[Records supplied — start]
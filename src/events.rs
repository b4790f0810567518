//! Structured events reported by archives and catalogs.
//!
//! The library never prints. Each [`Archive`](crate::Archive) carries an
//! [`EventSink`]; the default [`TracingSink`] forwards events to `tracing`.
//! Any `Fn(&ArchiveEvent<'_>) + Send + Sync` closure is also a sink.

use std::path::Path;

#[derive(Debug, Clone, Copy, PartialEq, Eq)]
pub enum ArchiveEvent<'a> {
    Opened {
        path:        &'a Path,
        version:     i32,
        toc_length:  usize,
        entry_count: i32,
        hash_size:   usize,
    },
    Resolved {
        name:         &'a str,
        archive:      &'a Path,
        entry_offset: usize,
        checksum:     u64,
    },
    /// `archive` is `None` when every archive of a catalog missed.
    NotFound {
        name:    &'a str,
        archive: Option<&'a Path>,
    },
    Extracted {
        name:       &'a str,
        size:       usize,
        compressed: bool,
    },
}

pub trait EventSink: Send + Sync {
    fn emit(&self, event: &ArchiveEvent<'_>);
}

impl<F> EventSink for F
where
    F: Fn(&ArchiveEvent<'_>) + Send + Sync,
{
    fn emit(&self, event: &ArchiveEvent<'_>) {
        self(event)
    }
}

/// Forwards events to `tracing`.
#[derive(Debug, Clone, Copy, Default)]
pub struct TracingSink;

impl EventSink for TracingSink {
    fn emit(&self, event: &ArchiveEvent<'_>) {
        match *event {
            ArchiveEvent::Opened { path, version, toc_length, entry_count, hash_size } => {
                tracing::info!(
                    path = %path.display(),
                    version,
                    toc_length,
                    entry_count,
                    hash_size,
                    "opened container"
                );
            }
            ArchiveEvent::Resolved { name, archive, entry_offset, checksum } => {
                tracing::debug!(
                    name,
                    archive = %archive.display(),
                    "resolved at 0x{entry_offset:08X} ({checksum:016X})"
                );
            }
            ArchiveEvent::NotFound { name, archive: Some(archive) } => {
                tracing::trace!(name, archive = %archive.display(), "not in container");
            }
            ArchiveEvent::NotFound { name, archive: None } => {
                tracing::warn!(name, "cannot find file in any container");
            }
            ArchiveEvent::Extracted { name, size, compressed } => {
                tracing::debug!(name, size, compressed, "extracted");
            }
        }
    }
}

/// Discards every event.
#[derive(Debug, Clone, Copy, Default)]
pub struct NullSink;

impl EventSink for NullSink {
    fn emit(&self, _event: &ArchiveEvent<'_>) {}
}
//! The three obfuscation layers of a BBFS container.
//!
//! Decryption order when reading:
//!
//! 1. **Archive layer**: one abbreviated Corrected Block TEA round over every
//!    0x8000-byte block of the raw file, keyed by the profile's archive key.
//! 2. **TOC layer**: the full multi-round Corrected Block TEA decrypt over
//!    bytes `[20, toc_length)` of the header region, keyed by the TOC key.
//! 3. **File layer**: an RC4-style stream cipher keyed by the lowercased
//!    file name, applied to compressed payloads only.
//!
//! All word access goes through explicit little-endian reads and writes on
//! byte slices; nothing here reinterprets memory.

mod file_key;
mod tea;

pub use file_key::{FileKey, MASK_LEN};
pub use tea::{decrypt_archive_block, decrypt_archive_blocks, decrypt_toc, DELTA};
#[cfg(test)]
pub(crate) use tea::encrypt_archive_block;

/// A 128-bit block-cipher key as four little-endian words.
pub type CipherKey = [u32; 4];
[Records supplied — finish]
Task statement:
Go through the data above and copy all of it exactly.

Reply to the task:
filename src/events.rs
repository b4790f0810567518
//! Structured events reported by archives and catalogs.
//!
//! The library never prints. Each [`Archive`](crate::Archive) carries an
//! [`EventSink`]; the default [`TracingSink`] forwards events to `tracing`.
//! Any `Fn(&ArchiveEvent<'_>) + Send + Sync` closure is also a sink.

use std::path::Path;

#[derive(Debug, Clone, Copy, PartialEq, Eq)]
pub enum ArchiveEvent<'a> {
    Opened {
        path:        &'a Path,
        version:     i32,
        toc_length:  usize,
        entry_count: i32,
        hash_size:   usize,
    },
    Resolved {
        name:         &'a str,
        archive:      &'a Path,
        entry_offset: usize,
        checksum:     u64,
    },
    /// `archive` is `None` when every archive of a catalog missed.
    NotFound {
        name:    &'a str,
        archive: Option<&'a Path>,
    },
    Extracted {
        name:       &'a str,
        size:       usize,
        compressed: bool,
    },
}

pub trait EventSink: Send + Sync {
    fn emit(&self, event: &ArchiveEvent<'_>);
}

impl<F> EventSink for F
where
    F: Fn(&ArchiveEvent<'_>) + Send + Sync,
{
    fn emit(&self, event: &ArchiveEvent<'_>) {
        self(event)
    }
}

/// Forwards events to `tracing`.
#[derive(Debug, Clone, Copy, Default)]
pub struct TracingSink;

impl EventSink for TracingSink {
    fn emit(&self, event: &ArchiveEvent<'_>) {
        match *event {
            ArchiveEvent::Opened { path, version, toc_length, entry_count, hash_size } => {
                tracing::info!(
                    path = %path.display(),
                    version,
                    toc_length,
                    entry_count,
                    hash_size,
                    "opened container"
                );
            }
            ArchiveEvent::Resolved { name, archive, entry_offset, checksum } => {
                tracing::debug!(
                    name,
                    archive = %archive.display(),
                    "resolved at 0x{entry_offset:08X} ({checksum:016X})"
                );
            }
            ArchiveEvent::NotFound { name, archive: Some(archive) } => {
                tracing::trace!(name, archive = %archive.display(), "not in container");
            }
            ArchiveEvent::NotFound { name, archive: None } => {
                tracing::warn!(name, "cannot find file in any container");
            }
            ArchiveEvent::Extracted { name, size, compressed } => {
                tracing::debug!(name, size, compressed, "extracted");
            }
        }
    }
}

/// Discards every event.
#[derive(Debug, Clone, Copy, Default)]
pub struct NullSink;

impl EventSink for NullSink {
    fn emit(&self, _event: &ArchiveEvent<'_>) {}
}
//! The three obfuscation layers of a BBFS container.
//!
//! Decryption order when reading:
//!
//! 1. **Archive layer**: one abbreviated Corrected Block TEA round over every
//!    0x8000-byte block of the raw file, keyed by the profile's archive key.
//! 2. **TOC layer**: the full multi-round Corrected Block TEA decrypt over
//!    bytes `[20, toc_length)` of the header region, keyed by the TOC key.
//! 3. **File layer**: an RC4-style stream cipher keyed by the lowercased
//!    file name, applied to compressed payloads only.
//!
//! All word access goes through explicit little-endian reads and writes on
//! byte slices; nothing here reinterprets memory.

mod file_key;
mod tea;

pub use file_key::{FileKey, MASK_LEN};
pub use tea::{decrypt_archive_block, decrypt_archive_blocks, decrypt_toc, DELTA};
#[cfg(test)]
pub(crate) use tea::encrypt_archive_block;

/// A 128-bit block-cipher key as four little-endian words.
pub type CipherKey = [u32; 4];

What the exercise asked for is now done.